§ Exercise details: If a line in the listing contains "EnvFilter", copy it out whole.

═════ Given data ═════

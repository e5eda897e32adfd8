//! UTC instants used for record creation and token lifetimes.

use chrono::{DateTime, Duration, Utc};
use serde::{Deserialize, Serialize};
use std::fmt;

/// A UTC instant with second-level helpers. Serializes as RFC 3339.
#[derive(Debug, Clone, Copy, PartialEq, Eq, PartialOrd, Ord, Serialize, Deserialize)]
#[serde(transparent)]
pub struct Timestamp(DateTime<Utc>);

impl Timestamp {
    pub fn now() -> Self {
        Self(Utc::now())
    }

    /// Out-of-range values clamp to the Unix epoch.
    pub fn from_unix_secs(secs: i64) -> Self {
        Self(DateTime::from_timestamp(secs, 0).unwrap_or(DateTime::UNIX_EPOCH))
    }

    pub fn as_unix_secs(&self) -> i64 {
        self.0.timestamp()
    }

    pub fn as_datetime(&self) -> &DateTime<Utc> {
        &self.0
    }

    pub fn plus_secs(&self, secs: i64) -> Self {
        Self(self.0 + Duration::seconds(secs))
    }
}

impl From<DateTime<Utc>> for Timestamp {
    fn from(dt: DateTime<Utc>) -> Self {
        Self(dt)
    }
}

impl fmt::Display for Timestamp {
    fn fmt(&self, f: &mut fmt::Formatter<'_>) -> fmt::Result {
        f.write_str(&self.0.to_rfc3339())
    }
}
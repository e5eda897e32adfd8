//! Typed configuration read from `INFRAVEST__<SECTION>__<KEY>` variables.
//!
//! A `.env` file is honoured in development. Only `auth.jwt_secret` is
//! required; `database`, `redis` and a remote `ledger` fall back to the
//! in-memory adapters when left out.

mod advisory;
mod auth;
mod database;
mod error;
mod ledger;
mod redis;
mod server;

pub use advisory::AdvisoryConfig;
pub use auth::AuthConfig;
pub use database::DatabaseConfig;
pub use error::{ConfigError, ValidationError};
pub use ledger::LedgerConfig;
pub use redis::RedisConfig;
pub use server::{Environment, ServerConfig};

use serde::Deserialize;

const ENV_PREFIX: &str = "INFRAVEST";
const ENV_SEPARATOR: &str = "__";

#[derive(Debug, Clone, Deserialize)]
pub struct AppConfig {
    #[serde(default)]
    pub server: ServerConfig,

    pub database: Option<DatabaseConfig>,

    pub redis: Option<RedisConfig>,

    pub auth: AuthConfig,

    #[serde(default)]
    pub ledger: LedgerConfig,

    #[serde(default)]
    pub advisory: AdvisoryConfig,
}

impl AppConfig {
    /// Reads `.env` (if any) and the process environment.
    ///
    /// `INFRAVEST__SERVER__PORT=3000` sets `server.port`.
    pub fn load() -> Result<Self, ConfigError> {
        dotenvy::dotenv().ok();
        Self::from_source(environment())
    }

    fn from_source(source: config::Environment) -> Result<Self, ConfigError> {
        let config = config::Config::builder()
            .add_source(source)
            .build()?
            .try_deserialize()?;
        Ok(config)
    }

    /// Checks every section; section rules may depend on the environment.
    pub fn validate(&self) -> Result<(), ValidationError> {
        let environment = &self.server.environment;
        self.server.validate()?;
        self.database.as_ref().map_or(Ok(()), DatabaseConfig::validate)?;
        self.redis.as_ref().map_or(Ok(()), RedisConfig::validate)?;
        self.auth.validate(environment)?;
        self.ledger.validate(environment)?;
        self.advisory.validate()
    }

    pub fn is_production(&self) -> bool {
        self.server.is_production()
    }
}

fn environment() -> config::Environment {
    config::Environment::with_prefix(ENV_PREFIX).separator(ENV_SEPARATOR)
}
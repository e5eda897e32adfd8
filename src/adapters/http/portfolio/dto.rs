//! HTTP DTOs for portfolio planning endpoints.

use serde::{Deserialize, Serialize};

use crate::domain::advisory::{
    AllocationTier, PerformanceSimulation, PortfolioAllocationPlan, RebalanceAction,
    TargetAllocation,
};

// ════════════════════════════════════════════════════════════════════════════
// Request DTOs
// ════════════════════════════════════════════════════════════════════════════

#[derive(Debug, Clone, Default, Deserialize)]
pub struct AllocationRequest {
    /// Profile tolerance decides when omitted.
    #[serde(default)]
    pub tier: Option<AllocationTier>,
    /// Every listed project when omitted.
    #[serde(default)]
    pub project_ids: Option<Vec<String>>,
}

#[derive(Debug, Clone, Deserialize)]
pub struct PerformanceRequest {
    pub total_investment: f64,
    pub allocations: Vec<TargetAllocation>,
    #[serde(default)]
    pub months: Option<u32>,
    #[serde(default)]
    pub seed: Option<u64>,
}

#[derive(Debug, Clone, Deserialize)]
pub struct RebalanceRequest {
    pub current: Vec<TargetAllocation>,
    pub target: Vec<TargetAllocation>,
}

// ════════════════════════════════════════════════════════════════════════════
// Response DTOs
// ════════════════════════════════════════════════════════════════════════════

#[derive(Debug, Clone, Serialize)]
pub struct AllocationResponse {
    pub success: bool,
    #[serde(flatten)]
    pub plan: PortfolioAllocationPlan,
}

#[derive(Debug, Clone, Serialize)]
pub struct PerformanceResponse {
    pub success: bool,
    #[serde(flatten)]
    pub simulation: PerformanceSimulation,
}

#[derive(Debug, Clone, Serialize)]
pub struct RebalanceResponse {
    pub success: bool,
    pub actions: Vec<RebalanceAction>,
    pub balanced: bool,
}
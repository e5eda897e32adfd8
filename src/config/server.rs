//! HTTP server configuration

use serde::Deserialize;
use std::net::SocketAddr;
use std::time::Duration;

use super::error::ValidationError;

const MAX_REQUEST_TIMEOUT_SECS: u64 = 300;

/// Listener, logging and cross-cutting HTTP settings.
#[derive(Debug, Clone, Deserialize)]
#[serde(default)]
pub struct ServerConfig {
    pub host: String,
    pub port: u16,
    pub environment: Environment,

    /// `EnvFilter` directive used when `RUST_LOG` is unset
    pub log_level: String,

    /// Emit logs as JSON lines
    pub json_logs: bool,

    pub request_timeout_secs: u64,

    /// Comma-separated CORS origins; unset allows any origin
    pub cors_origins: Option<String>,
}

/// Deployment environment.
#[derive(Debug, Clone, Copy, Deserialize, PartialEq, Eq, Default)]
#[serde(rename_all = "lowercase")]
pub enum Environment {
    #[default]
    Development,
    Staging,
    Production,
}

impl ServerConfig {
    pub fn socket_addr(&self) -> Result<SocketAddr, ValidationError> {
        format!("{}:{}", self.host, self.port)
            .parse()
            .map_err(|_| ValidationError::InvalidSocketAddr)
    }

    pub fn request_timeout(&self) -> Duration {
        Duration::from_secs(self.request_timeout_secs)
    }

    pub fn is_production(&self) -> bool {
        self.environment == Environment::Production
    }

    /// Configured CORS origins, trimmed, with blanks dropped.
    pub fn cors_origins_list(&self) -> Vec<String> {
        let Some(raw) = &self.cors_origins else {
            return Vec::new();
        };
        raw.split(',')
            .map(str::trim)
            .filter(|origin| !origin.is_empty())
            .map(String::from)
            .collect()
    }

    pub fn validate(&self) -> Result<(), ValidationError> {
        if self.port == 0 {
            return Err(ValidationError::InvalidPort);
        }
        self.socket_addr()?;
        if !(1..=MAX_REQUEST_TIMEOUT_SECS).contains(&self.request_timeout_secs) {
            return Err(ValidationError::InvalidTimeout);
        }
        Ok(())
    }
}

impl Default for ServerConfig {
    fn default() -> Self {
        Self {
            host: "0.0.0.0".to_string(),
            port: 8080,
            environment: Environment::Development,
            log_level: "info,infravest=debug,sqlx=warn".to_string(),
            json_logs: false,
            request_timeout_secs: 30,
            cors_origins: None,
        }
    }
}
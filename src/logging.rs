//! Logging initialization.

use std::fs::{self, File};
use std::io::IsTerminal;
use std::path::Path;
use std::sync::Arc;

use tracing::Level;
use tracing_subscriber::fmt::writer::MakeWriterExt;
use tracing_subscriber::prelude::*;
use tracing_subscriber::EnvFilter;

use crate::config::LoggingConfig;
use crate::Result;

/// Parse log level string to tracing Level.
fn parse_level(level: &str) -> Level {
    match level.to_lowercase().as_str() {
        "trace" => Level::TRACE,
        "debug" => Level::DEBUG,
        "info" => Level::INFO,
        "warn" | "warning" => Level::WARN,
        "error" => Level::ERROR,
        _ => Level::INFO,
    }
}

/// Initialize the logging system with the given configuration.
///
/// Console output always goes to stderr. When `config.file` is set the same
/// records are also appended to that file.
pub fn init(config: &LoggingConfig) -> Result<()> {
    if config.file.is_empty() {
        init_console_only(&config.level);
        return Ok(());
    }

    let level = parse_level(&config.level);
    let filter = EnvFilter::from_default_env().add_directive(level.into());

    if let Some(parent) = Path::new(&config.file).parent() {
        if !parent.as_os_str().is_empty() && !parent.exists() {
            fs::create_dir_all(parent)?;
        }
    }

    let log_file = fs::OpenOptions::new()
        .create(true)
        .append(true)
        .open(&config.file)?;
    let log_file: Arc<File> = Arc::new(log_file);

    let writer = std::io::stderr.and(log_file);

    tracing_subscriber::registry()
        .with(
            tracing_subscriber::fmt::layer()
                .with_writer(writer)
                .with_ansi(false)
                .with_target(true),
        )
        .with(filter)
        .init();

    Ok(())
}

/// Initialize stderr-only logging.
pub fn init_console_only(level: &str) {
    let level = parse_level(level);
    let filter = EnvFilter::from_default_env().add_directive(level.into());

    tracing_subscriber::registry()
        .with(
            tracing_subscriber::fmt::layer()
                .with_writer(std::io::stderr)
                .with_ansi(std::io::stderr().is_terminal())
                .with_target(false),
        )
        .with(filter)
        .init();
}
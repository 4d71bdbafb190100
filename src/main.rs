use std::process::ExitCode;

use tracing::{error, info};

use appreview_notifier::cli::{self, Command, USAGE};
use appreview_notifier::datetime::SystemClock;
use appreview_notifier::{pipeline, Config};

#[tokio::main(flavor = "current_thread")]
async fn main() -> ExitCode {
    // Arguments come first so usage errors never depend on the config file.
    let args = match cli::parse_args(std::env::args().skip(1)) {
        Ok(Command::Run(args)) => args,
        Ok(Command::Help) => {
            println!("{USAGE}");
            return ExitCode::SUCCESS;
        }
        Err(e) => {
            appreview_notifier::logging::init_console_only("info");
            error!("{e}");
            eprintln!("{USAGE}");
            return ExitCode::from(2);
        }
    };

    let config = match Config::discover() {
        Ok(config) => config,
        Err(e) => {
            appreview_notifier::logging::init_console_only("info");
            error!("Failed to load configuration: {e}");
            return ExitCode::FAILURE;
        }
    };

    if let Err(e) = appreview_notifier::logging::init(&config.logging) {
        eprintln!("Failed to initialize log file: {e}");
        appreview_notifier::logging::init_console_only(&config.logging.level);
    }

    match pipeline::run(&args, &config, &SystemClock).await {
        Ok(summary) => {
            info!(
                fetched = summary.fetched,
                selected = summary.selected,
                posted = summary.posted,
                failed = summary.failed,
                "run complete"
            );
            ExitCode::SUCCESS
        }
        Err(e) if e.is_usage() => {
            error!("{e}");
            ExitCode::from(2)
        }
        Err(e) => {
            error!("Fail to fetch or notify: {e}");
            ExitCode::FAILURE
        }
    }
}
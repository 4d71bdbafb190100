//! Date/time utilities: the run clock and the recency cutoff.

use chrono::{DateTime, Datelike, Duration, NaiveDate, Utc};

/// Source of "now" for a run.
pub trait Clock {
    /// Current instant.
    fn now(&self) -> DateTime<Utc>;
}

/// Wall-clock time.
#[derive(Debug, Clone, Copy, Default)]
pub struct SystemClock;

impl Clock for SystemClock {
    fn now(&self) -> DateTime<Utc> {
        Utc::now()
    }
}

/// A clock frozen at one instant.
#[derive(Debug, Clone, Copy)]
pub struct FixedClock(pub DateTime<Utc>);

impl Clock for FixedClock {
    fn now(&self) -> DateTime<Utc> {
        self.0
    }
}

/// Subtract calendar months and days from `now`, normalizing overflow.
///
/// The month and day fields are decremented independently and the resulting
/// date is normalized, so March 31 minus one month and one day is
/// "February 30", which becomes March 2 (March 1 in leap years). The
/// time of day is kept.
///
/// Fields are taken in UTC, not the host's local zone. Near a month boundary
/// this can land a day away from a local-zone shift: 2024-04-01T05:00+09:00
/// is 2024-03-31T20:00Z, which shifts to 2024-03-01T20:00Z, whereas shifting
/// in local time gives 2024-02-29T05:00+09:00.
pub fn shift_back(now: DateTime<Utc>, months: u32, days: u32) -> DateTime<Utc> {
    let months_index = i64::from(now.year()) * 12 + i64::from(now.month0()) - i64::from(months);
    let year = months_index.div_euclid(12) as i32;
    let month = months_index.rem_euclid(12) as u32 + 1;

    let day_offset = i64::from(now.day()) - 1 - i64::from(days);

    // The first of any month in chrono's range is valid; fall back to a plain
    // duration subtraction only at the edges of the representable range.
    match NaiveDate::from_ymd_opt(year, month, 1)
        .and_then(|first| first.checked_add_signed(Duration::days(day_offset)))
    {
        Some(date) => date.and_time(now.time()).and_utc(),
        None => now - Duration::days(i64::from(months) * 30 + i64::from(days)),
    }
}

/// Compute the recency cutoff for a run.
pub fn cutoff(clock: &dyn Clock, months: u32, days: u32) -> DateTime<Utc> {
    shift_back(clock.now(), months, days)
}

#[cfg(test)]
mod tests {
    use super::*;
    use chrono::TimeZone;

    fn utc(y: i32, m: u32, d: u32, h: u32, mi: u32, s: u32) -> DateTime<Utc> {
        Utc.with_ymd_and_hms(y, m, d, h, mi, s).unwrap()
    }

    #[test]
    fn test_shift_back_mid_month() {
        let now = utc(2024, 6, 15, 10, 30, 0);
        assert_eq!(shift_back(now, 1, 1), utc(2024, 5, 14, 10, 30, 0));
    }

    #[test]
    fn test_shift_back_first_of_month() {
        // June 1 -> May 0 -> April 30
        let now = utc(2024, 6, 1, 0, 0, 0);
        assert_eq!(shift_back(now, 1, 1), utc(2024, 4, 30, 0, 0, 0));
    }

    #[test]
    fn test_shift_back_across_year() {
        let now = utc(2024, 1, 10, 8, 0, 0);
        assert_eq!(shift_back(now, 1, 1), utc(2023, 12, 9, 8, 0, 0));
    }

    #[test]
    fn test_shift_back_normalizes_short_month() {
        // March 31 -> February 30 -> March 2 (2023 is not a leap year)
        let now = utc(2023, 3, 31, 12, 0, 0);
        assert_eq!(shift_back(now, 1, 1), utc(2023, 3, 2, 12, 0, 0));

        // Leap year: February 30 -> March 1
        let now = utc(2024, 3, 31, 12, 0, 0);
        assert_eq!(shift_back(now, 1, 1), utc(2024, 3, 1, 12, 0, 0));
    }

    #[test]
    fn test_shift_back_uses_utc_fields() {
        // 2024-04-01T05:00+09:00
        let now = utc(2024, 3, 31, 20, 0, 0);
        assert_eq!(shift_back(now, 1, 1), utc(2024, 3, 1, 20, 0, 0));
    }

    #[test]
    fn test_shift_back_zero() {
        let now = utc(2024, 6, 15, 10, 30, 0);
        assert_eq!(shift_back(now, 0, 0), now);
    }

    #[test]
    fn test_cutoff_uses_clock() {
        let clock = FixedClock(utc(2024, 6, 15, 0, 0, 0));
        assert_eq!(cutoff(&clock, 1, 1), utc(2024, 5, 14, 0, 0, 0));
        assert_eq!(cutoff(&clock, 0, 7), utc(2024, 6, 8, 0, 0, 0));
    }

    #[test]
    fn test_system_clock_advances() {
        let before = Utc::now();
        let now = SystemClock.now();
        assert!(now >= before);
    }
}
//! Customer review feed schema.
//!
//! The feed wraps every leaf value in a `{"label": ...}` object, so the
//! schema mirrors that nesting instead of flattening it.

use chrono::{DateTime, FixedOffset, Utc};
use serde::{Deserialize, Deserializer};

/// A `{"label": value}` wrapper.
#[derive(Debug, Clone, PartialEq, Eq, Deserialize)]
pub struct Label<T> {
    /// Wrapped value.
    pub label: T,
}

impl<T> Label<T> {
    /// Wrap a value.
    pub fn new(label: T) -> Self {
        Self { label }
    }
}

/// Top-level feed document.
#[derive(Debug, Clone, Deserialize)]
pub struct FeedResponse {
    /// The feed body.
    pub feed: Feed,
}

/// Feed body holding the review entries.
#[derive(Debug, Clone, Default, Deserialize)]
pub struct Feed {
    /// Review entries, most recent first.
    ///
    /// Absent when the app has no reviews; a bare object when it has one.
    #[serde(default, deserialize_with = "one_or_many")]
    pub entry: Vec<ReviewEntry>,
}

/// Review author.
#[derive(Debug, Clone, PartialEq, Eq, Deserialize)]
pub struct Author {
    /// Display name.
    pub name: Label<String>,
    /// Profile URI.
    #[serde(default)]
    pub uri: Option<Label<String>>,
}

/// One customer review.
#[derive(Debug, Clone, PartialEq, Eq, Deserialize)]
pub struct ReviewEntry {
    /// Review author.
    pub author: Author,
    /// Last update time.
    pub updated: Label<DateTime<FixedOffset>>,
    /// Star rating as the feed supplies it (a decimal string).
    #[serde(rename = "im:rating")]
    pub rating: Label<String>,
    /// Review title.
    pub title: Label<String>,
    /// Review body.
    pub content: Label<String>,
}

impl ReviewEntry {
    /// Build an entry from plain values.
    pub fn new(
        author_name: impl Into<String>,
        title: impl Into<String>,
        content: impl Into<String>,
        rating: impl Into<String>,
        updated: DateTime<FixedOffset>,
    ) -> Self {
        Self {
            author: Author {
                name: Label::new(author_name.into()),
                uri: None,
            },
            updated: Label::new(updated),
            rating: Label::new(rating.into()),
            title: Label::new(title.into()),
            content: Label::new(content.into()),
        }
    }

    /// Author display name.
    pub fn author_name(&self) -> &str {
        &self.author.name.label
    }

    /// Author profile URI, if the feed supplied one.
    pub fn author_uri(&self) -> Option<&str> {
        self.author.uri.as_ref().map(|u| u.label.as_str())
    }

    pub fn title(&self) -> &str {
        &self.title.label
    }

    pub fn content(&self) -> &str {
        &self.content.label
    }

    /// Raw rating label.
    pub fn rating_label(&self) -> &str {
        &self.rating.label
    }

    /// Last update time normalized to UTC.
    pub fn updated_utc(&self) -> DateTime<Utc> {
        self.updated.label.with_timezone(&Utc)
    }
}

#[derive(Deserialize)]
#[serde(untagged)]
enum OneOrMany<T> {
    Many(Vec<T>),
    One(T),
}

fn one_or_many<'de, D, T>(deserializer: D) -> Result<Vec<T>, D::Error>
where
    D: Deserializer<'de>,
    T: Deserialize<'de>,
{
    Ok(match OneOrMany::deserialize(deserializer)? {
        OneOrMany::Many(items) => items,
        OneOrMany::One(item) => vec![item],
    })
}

═════

§ Answer for the task:
    /// `EnvFilter` directive used when `RUST_LOG` is unset
use tracing_subscriber::EnvFilter;
    let filter = EnvFilter::from_default_env().add_directive(level.into());
    let filter = EnvFilter::from_default_env().add_directive(level.into());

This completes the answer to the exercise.